U-M study reveals how China’s local bureaucrats struggle for power through negative media coverage

March 19, 2024
Concept illustration of negative media coverage in China. Image credit: Nicole Smith, made with Midjourney

Recent research on China’s factional competition uncovers how local bureaucrats, who are connected to influential national leaders, strategically use the media to criticize members of rival factions, harming their promotion prospects and weakening their factions.

Led by Ji Yeon (Jean) Hong, associate professor of political science at the University of Michigan, the research analyzed millions of media reports in Chinese national and regional newspapers spanning from 2000-2014, along with information on the political networks of elite Chinese bureaucrats. It mapped out patterns of behavior among local bureaucrats in leveraging negative media coverage to attack political rivals.

Given the limited freedom of local media on criticizing local governments, provincial leaders linked to strong national leaders, such as Politburo Standing Committee members, encouraged local media to cover negative political incidents such as corruption investigation in other provinces.

More importantly, when reporting on others, provincial leaders are more likely to target provinces connected to weaker national political leaders. The bigger the power gap between the national leaders, the more frequent the negative reporting is.

Ji Yeon (Jean) Hong
Ji Yeon (Jean) Hong

“This suggests that factional competition encourages strong factions to attack weaker factions more frequently than the reverse,” Hong said. “This often leads to power consolidation, strengthening strong factions and weakening weaker factions.”

The research further explores the consequences of such negative news coverage on the promotion prospects of provincial leaders. It finds that these negative reports indeed harm the reported-on cadres and their factions.

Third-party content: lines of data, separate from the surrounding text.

//! Errors raised while generating, emitting or checking against the
//! published schema document.

use std::path::PathBuf;

use thiserror::Error;

use dfs_core::RegistryError;

use crate::instance::InstanceViolations;

/// Error type for the schema crate.
#[derive(Error, Debug)]
pub enum SchemaError {
    /// A field, union alternative, base or root names a type that is not
    /// in the registry.
    #[error("unknown type \"{name}\" referenced by {referenced_by}")]
    UnknownTypeReference {
        /// The missing type name.
        name: String,
        /// The type that holds the reference, or `(root)` for a root type.
        referenced_by: String,
    },

    /// Two different definitions were registered under one name.
    #[error(transparent)]
    DuplicateTypeName(#[from] RegistryError),

    /// A document version that is not three dot-separated numbers.
    #[error("invalid document version \"{version}\": expected MAJOR.MINOR.PATCH")]
    InvalidVersion {
        /// The rejected version string.
        version: String,
    },

    /// A generated document could not be serialized.
    #[error("failed to serialize {artifact}: {source}")]
    Serialize {
        /// File name of the artifact being serialized.
        artifact: String,
        /// Underlying serializer error.
        source: serde_json::Error,
    },

    /// Writing an artifact failed.
    #[error("failed to write {}: {source}", path.display())]
    Write {
        /// Destination path.
        path: PathBuf,
        /// Underlying I/O error.
        source: std::io::Error,
    },

    /// The generated schemas could not be compiled into a validator.
    #[error("validator build error for root type '{root}': {reason}")]
    ValidatorBuild {
        /// Root type of the validator.
        root: String,
        /// Reason reported by the JSON Schema compiler.
        reason: String,
    },

    /// An instance did not conform to the generated schema.
    #[error("instance does not match schema '{root}':\n{violations}")]
    InstanceInvalid {
        /// Root type the instance was checked against.
        root: String,
        /// Every violation reported by the validator.
        violations: InstanceViolations,
    },
}

#[cfg(test)]
mod tests {
    use super::*;

    #[test]
    fn unknown_reference_display() {
        let err = SchemaError::UnknownTypeReference {
            name: "Floor2D".to_string(),
            referenced_by: "Story".to_string(),
        };
        assert_eq!(err.to_string(), "unknown type \"Floor2D\" referenced by Story");
    }

    #[test]
    fn duplicate_name_is_transparent() {
        let err = SchemaError::from(RegistryError::DuplicateTypeName {
            name: "Room2D".to_string(),
            existing: "a::Room2D".to_string(),
            incoming: "b::Room2D".to_string(),
        });
        assert!(err.to_string().contains("Room2D"));
    }

    #[test]
    fn invalid_version_display() {
        let err = SchemaError::InvalidVersion {
            version: "1.2".to_string(),
        };
        assert!(err.to_string().contains("\"1.2\""));
    }
}
//! # Extension Properties
//!
//! Each identified record carries a `properties` container whose members
//! belong to simulation-engine extensions. Every member is optional; an
//! absent member means the extension assigns its defaults.

pub mod comparison;
pub mod doe2;
pub mod energy;
pub mod gridpar;
pub mod radiance;

use serde::{Deserialize, Serialize};

use dfs_core::{FieldDescriptor, FieldType, SchemaType, TypeDescriptor, TypeTag, Validate, ValidationContext};

pub use comparison::{ModelComparisonProperties, Room2DComparisonProperties};
pub use doe2::{ModelDoe2Properties, Room2DDoe2Properties};
pub use energy::{
    BuildingEnergyPropertiesAbridged, ContextShadeEnergyPropertiesAbridged,
    ModelEnergyProperties, Room2DEnergyPropertiesAbridged, StoryEnergyPropertiesAbridged,
    TerrianTypes,
};
pub use gridpar::{
    ExteriorApertureGridParameter, ExteriorApertureType, ExteriorFaceGridParameter,
    ExteriorFaceType, GridParameter, GridParameterBase, RoomGridParameter,
    RoomRadialGridParameter,
};
pub use radiance::{
    BuildingRadiancePropertiesAbridged, ContextShadeRadiancePropertiesAbridged,
    ModelRadianceProperties, Room2DRadiancePropertiesAbridged, StoryRadiancePropertiesAbridged,
};

const CONTAINER_DESCRIPTION: &str =
    "Base class for all objects that are not extensible with additional keys.";

fn member<T: SchemaType>(name: &'static str) -> FieldDescriptor {
    FieldDescriptor::optional(name, FieldType::reference::<T>(), "")
}

/// Extension properties of a Room2D.
#[derive(Debug, Clone, Default, PartialEq, Serialize, Deserialize)]
#[serde(deny_unknown_fields)]
pub struct Room2DPropertiesAbridged {
    /// Always `Room2DPropertiesAbridged`.
    #[serde(rename = "type", default)]
    pub type_: TypeTag<Room2DPropertiesAbridged>,
    /// Energy extension properties.
    #[serde(default, skip_serializing_if = "Option::is_none")]
    pub energy: Option<Room2DEnergyPropertiesAbridged>,
    /// Radiance extension properties.
    #[serde(default, skip_serializing_if = "Option::is_none")]
    pub radiance: Option<Room2DRadiancePropertiesAbridged>,
    /// DOE-2 extension properties.
    #[serde(default, skip_serializing_if = "Option::is_none")]
    pub doe2: Option<Room2DDoe2Properties>,
    /// Properties for comparing against an earlier version.
    #[serde(default, skip_serializing_if = "Option::is_none")]
    pub comparison: Option<Room2DComparisonProperties>,
}

impl SchemaType for Room2DPropertiesAbridged {
    const TYPE_NAME: &'static str = "Room2DPropertiesAbridged";

    fn describe() -> TypeDescriptor {
        TypeDescriptor::record(
            Self::TYPE_NAME,
            concat!(module_path!(), "::Room2DPropertiesAbridged"),
            CONTAINER_DESCRIPTION,
            vec![
                member::<Room2DEnergyPropertiesAbridged>("energy"),
                member::<Room2DRadiancePropertiesAbridged>("radiance"),
                member::<Room2DDoe2Properties>("doe2"),
                member::<Room2DComparisonProperties>("comparison"),
            ],
        )
    }
}

impl Validate for Room2DPropertiesAbridged {
    fn validate_into(&self, ctx: &mut ValidationContext) {
        ctx.nested("energy", &self.energy);
        ctx.nested("radiance", &self.radiance);
        ctx.nested("doe2", &self.doe2);
        ctx.nested("comparison", &self.comparison);
    }
}

/// Extension properties of a Story.
#[derive(Debug, Clone, Default, PartialEq, Serialize, Deserialize)]
#[serde(deny_unknown_fields)]
pub struct StoryPropertiesAbridged {
    /// Always `StoryPropertiesAbridged`.
    #[serde(rename = "type", default)]
    pub type_: TypeTag<StoryPropertiesAbridged>,
    /// Energy extension properties.
    #[serde(default, skip_serializing_if = "Option::is_none")]
    pub energy: Option<StoryEnergyPropertiesAbridged>,
    /// Radiance extension properties.
    #[serde(default, skip_serializing_if = "Option::is_none")]
    pub radiance: Option<StoryRadiancePropertiesAbridged>,
}

impl SchemaType for StoryPropertiesAbridged {
    const TYPE_NAME: &'static str = "StoryPropertiesAbridged";

    fn describe() -> TypeDescriptor {
        TypeDescriptor::record(
            Self::TYPE_NAME,
            concat!(module_path!(), "::StoryPropertiesAbridged"),
            CONTAINER_DESCRIPTION,
            vec![
                member::<StoryEnergyPropertiesAbridged>("energy"),
                member::<StoryRadiancePropertiesAbridged>("radiance"),
            ],
        )
    }
}

impl Validate for StoryPropertiesAbridged {
    fn validate_into(&self, ctx: &mut ValidationContext) {
        ctx.nested("energy", &self.energy);
        ctx.nested("radiance", &self.radiance);
    }
}

/// Extension properties of a Building.
#[derive(Debug, Clone, Default, PartialEq, Serialize, Deserialize)]
#[serde(deny_unknown_fields)]
pub struct BuildingPropertiesAbridged {
    /// Always `BuildingPropertiesAbridged`.
    #[serde(rename = "type", default)]
    pub type_: TypeTag<BuildingPropertiesAbridged>,
    /// Energy extension properties.
    #[serde(default, skip_serializing_if = "Option::is_none")]
    pub energy: Option<BuildingEnergyPropertiesAbridged>,
    /// Radiance extension properties.
    #[serde(default, skip_serializing_if = "Option::is_none")]
    pub radiance: Option<BuildingRadiancePropertiesAbridged>,
}

impl SchemaType for BuildingPropertiesAbridged {
    const TYPE_NAME: &'static str = "BuildingPropertiesAbridged";

    fn describe() -> TypeDescriptor {
        TypeDescriptor::record(
            Self::TYPE_NAME,
            concat!(module_path!(), "::BuildingPropertiesAbridged"),
            CONTAINER_DESCRIPTION,
            vec![
                member::<BuildingEnergyPropertiesAbridged>("energy"),
                member::<BuildingRadiancePropertiesAbridged>("radiance"),
            ],
        )
    }
}

impl Validate for BuildingPropertiesAbridged {
    fn validate_into(&self, ctx: &mut ValidationContext) {
        ctx.nested("energy", &self.energy);
        ctx.nested("radiance", &self.radiance);
    }
}

/// Extension properties of a ContextShade.
#[derive(Debug, Clone, Default, PartialEq, Serialize, Deserialize)]
#[serde(deny_unknown_fields)]
pub struct ContextShadePropertiesAbridged {
    /// Always `ContextShadePropertiesAbridged`.
    #[serde(rename = "type", default)]
    pub type_: TypeTag<ContextShadePropertiesAbridged>,
    /// Energy extension properties.
    #[serde(default, skip_serializing_if = "Option::is_none")]
    pub energy: Option<ContextShadeEnergyPropertiesAbridged>,
    /// Radiance extension properties.
    #[serde(default, skip_serializing_if = "Option::is_none")]
    pub radiance: Option<ContextShadeRadiancePropertiesAbridged>,
}

impl SchemaType for ContextShadePropertiesAbridged {
    const TYPE_NAME: &'static str = "ContextShadePropertiesAbridged";

    fn describe() -> TypeDescriptor {
        TypeDescriptor::record(
            Self::TYPE_NAME,
            concat!(module_path!(), "::ContextShadePropertiesAbridged"),
            CONTAINER_DESCRIPTION,
            vec![
                member::<ContextShadeEnergyPropertiesAbridged>("energy"),
                member::<ContextShadeRadiancePropertiesAbridged>("radiance"),
            ],
        )
    }
}

impl Validate for ContextShadePropertiesAbridged {
    fn validate_into(&self, ctx: &mut ValidationContext) {
        ctx.nested("energy", &self.energy);
        ctx.nested("radiance", &self.radiance);
    }
}

/// Extension properties and resource libraries of a Model.
#[derive(Debug, Clone, Default, PartialEq, Serialize, Deserialize)]
#[serde(deny_unknown_fields)]
pub struct ModelProperties {
    /// Always `ModelProperties`.
    #[serde(rename = "type", default)]
    pub type_: TypeTag<ModelProperties>,
    /// Energy extension properties.
    #[serde(default, skip_serializing_if = "Option::is_none")]
    pub energy: Option<ModelEnergyProperties>,
    /// Radiance extension properties.
    #[serde(default, skip_serializing_if = "Option::is_none")]
    pub radiance: Option<ModelRadianceProperties>,
    /// DOE-2 extension properties.
    #[serde(default, skip_serializing_if = "Option::is_none")]
    pub doe2: Option<ModelDoe2Properties>,
    /// Properties for comparing against an earlier version.
    #[serde(default, skip_serializing_if = "Option::is_none")]
    pub comparison: Option<ModelComparisonProperties>,
}

impl SchemaType for ModelProperties {
    const TYPE_NAME: &'static str = "ModelProperties";

    fn describe() -> TypeDescriptor {
        TypeDescriptor::record(
            Self::TYPE_NAME,
            concat!(module_path!(), "::ModelProperties"),
            CONTAINER_DESCRIPTION,
            vec![
                member::<ModelEnergyProperties>("energy"),
                member::<ModelRadianceProperties>("radiance"),
                member::<ModelDoe2Properties>("doe2"),
                member::<ModelComparisonProperties>("comparison"),
            ],
        )
    }
}

impl Validate for ModelProperties {
    fn validate_into(&self, ctx: &mut ValidationContext) {
        ctx.nested("energy", &self.energy);
        ctx.nested("radiance", &self.radiance);
        ctx.nested("doe2", &self.doe2);
        ctx.nested("comparison", &self.comparison);
    }
}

Specifically, news reports on corruption substantially reduce the promotion chances of the reported-on province’s party secretary, the top local political leader, who is likely to hold political responsibility and suffer a substantial disadvantage if more corrupt cadres are caught within his or her region. while leaders of provinces where the media reports on other provinces’ corruption cases enjoy a higher probability of promotion.

Even though the Chinese personnel system, including promotion, demotion and allocation of party cadres, is not transparent, one of the factors that the Communist Party formally emphasizes in cadre evaluation is public perception. Without an electoral mechanism, it is not straightforward to elicit the public’s evaluation of a cadre or its governance, but the media strongly affect public opinion in China. In such circumstances, the media role is critical.

The research covers the period ranging from the end of the Jiang Zemin administration to the beginning of Xi Jinping’s regime. The Hu Jintao and Wen Jiabao administrations, which constitute the bulk of the period under analysis, are not typically framed as a period in which one faction or one top leader dominated others. Furthermore, during this period intellectuals within the party actively debated the possibility of intraparty democracy.

“This implies that the recent personalization of power in China’s central politics might not be a unique feature of the current leadership, but an outcome of latent behavioral patterns in China’s elite politics,” Hong said.

This study is published in the April 2024 issue of Political Science Research and Methods.